■ **Work order**:
In which lines of the data does the string "clone" appear? Copy every one.

■ **Records from a dataset**:
* * * * * * * * *
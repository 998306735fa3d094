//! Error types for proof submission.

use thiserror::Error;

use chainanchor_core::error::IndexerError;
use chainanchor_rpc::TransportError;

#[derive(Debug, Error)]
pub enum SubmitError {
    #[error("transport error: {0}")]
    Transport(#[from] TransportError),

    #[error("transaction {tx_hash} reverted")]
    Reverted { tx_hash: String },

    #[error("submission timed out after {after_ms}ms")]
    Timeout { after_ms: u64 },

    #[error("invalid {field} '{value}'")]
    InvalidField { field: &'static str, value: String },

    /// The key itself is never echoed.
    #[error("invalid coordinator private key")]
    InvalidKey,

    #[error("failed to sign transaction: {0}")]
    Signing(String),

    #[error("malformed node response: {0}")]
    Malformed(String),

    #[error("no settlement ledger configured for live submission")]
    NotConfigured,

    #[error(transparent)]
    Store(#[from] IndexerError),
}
* * * * * * * * *
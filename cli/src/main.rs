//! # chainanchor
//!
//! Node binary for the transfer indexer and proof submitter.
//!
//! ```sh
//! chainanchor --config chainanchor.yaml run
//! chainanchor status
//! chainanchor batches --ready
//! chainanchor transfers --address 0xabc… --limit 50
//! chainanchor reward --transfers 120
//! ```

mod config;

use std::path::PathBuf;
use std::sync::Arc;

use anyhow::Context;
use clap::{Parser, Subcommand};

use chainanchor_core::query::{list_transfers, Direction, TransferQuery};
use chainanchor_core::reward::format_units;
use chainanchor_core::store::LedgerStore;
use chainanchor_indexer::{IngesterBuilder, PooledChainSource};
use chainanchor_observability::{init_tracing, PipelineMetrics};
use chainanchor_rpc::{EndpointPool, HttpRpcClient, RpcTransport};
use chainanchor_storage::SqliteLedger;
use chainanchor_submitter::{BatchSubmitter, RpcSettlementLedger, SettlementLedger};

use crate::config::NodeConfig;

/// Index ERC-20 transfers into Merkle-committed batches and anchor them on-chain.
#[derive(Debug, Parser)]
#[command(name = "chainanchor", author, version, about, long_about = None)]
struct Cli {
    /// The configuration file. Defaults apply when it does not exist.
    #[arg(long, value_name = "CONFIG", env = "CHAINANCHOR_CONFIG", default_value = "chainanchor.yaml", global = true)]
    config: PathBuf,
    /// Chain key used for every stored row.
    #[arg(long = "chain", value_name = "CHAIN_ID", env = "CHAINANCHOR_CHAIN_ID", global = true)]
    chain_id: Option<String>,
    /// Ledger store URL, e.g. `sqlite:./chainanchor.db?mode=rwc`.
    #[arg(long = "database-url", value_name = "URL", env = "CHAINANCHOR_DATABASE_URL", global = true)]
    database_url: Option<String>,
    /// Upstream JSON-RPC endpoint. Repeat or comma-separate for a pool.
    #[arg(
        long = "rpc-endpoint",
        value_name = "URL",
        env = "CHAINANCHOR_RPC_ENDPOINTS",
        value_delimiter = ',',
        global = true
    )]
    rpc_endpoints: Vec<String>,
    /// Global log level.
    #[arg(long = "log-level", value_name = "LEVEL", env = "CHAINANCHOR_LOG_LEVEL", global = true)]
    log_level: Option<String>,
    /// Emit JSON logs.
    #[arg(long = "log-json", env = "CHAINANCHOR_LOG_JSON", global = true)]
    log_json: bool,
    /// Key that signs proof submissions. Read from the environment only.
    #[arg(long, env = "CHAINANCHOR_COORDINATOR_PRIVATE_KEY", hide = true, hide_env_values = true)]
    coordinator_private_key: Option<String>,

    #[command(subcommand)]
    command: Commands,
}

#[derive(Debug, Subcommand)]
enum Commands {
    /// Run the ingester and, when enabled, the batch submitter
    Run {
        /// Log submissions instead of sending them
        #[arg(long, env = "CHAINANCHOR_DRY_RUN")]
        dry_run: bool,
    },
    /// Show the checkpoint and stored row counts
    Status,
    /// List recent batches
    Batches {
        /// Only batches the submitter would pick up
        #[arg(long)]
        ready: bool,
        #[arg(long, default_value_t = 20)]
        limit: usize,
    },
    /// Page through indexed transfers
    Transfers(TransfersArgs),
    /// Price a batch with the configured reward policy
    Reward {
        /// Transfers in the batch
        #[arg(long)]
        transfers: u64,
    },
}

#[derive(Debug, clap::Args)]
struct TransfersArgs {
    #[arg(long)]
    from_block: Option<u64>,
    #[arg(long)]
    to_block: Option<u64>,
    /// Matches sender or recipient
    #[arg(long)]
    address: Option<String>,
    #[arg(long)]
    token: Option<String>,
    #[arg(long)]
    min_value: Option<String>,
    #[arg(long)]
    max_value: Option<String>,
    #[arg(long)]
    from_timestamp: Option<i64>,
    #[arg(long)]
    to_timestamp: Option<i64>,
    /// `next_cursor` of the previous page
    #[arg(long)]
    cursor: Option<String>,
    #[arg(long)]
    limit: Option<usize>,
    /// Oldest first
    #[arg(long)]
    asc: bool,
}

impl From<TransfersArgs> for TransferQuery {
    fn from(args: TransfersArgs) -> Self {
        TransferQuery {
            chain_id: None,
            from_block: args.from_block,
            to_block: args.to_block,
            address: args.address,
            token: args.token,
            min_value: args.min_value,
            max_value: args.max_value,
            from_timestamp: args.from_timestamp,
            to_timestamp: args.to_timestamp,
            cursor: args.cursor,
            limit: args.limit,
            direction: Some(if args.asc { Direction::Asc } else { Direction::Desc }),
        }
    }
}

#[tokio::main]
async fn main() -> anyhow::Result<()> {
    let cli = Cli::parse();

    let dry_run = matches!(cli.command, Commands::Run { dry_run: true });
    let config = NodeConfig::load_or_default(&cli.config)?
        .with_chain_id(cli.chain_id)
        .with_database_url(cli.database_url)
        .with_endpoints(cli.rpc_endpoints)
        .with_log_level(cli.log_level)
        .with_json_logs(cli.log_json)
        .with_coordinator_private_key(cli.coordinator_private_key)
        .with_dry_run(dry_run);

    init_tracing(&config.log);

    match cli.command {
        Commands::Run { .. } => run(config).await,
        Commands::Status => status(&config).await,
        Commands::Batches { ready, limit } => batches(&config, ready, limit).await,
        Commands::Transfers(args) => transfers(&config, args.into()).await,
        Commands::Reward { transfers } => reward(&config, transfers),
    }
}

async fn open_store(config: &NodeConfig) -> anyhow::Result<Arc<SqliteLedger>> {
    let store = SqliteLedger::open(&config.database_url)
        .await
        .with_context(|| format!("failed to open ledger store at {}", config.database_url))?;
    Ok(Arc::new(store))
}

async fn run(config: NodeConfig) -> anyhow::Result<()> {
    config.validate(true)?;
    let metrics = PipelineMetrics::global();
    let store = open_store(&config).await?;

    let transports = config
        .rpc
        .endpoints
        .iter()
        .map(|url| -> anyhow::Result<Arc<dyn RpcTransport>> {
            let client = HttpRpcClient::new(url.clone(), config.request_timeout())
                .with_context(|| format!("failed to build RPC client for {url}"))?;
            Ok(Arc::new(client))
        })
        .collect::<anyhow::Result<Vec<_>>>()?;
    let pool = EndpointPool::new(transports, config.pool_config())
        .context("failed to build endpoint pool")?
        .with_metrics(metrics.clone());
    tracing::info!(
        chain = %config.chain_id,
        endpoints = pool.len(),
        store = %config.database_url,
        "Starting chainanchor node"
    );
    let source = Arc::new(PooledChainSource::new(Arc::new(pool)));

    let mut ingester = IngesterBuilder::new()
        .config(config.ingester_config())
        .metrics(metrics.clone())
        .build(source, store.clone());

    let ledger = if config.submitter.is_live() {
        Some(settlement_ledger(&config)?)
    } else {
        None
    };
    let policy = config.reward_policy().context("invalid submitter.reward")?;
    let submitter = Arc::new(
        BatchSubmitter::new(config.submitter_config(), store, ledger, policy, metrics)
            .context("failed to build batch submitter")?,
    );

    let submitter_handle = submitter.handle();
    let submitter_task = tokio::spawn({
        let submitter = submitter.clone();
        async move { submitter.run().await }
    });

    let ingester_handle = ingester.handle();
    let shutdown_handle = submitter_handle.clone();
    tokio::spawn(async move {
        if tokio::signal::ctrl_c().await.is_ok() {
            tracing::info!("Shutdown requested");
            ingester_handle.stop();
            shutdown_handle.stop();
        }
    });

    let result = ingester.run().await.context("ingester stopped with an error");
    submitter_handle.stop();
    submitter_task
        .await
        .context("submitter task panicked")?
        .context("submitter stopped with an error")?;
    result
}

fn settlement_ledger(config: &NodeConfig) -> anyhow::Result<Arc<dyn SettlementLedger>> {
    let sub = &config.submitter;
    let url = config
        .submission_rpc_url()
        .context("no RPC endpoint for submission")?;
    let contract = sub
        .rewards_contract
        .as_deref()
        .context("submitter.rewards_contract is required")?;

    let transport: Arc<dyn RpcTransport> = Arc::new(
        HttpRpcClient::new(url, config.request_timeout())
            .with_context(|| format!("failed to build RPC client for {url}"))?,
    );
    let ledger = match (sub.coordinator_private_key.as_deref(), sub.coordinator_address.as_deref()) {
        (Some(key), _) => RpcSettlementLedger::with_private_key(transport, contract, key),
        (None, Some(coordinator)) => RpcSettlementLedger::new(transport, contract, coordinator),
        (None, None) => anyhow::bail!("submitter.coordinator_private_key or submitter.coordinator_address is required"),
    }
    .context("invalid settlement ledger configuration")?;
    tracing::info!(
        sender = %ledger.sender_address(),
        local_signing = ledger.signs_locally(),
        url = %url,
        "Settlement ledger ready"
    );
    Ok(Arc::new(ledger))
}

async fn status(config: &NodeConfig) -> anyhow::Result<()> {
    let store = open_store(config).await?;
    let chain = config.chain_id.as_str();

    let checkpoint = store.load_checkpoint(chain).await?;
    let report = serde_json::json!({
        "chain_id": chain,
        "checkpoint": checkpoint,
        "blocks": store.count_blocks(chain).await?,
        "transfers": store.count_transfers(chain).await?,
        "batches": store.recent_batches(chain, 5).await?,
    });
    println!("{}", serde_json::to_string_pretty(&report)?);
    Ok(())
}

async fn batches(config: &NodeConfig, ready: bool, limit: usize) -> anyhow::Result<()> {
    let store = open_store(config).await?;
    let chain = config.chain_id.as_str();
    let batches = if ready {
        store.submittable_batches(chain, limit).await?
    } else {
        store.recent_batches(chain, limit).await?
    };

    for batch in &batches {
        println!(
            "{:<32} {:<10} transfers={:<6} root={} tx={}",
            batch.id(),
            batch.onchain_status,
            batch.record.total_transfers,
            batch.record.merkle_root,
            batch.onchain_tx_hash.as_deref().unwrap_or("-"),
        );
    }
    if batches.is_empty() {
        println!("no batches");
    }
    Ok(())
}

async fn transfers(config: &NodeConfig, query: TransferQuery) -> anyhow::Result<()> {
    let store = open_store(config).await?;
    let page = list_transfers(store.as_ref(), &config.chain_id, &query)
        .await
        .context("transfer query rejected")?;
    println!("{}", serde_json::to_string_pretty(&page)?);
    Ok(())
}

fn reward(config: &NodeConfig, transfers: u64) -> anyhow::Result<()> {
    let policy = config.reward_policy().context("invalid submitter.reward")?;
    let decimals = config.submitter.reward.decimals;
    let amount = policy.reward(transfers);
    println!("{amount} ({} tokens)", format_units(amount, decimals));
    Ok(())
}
* * * * * * * * *
■ **Response to this exercise**:
            let client = HttpRpcClient::new(url.clone(), config.request_timeout())
        .with_metrics(metrics.clone());
        .metrics(metrics.clone())
        .build(source, store.clone());
        let submitter = submitter.clone();
    let shutdown_handle = submitter_handle.clone();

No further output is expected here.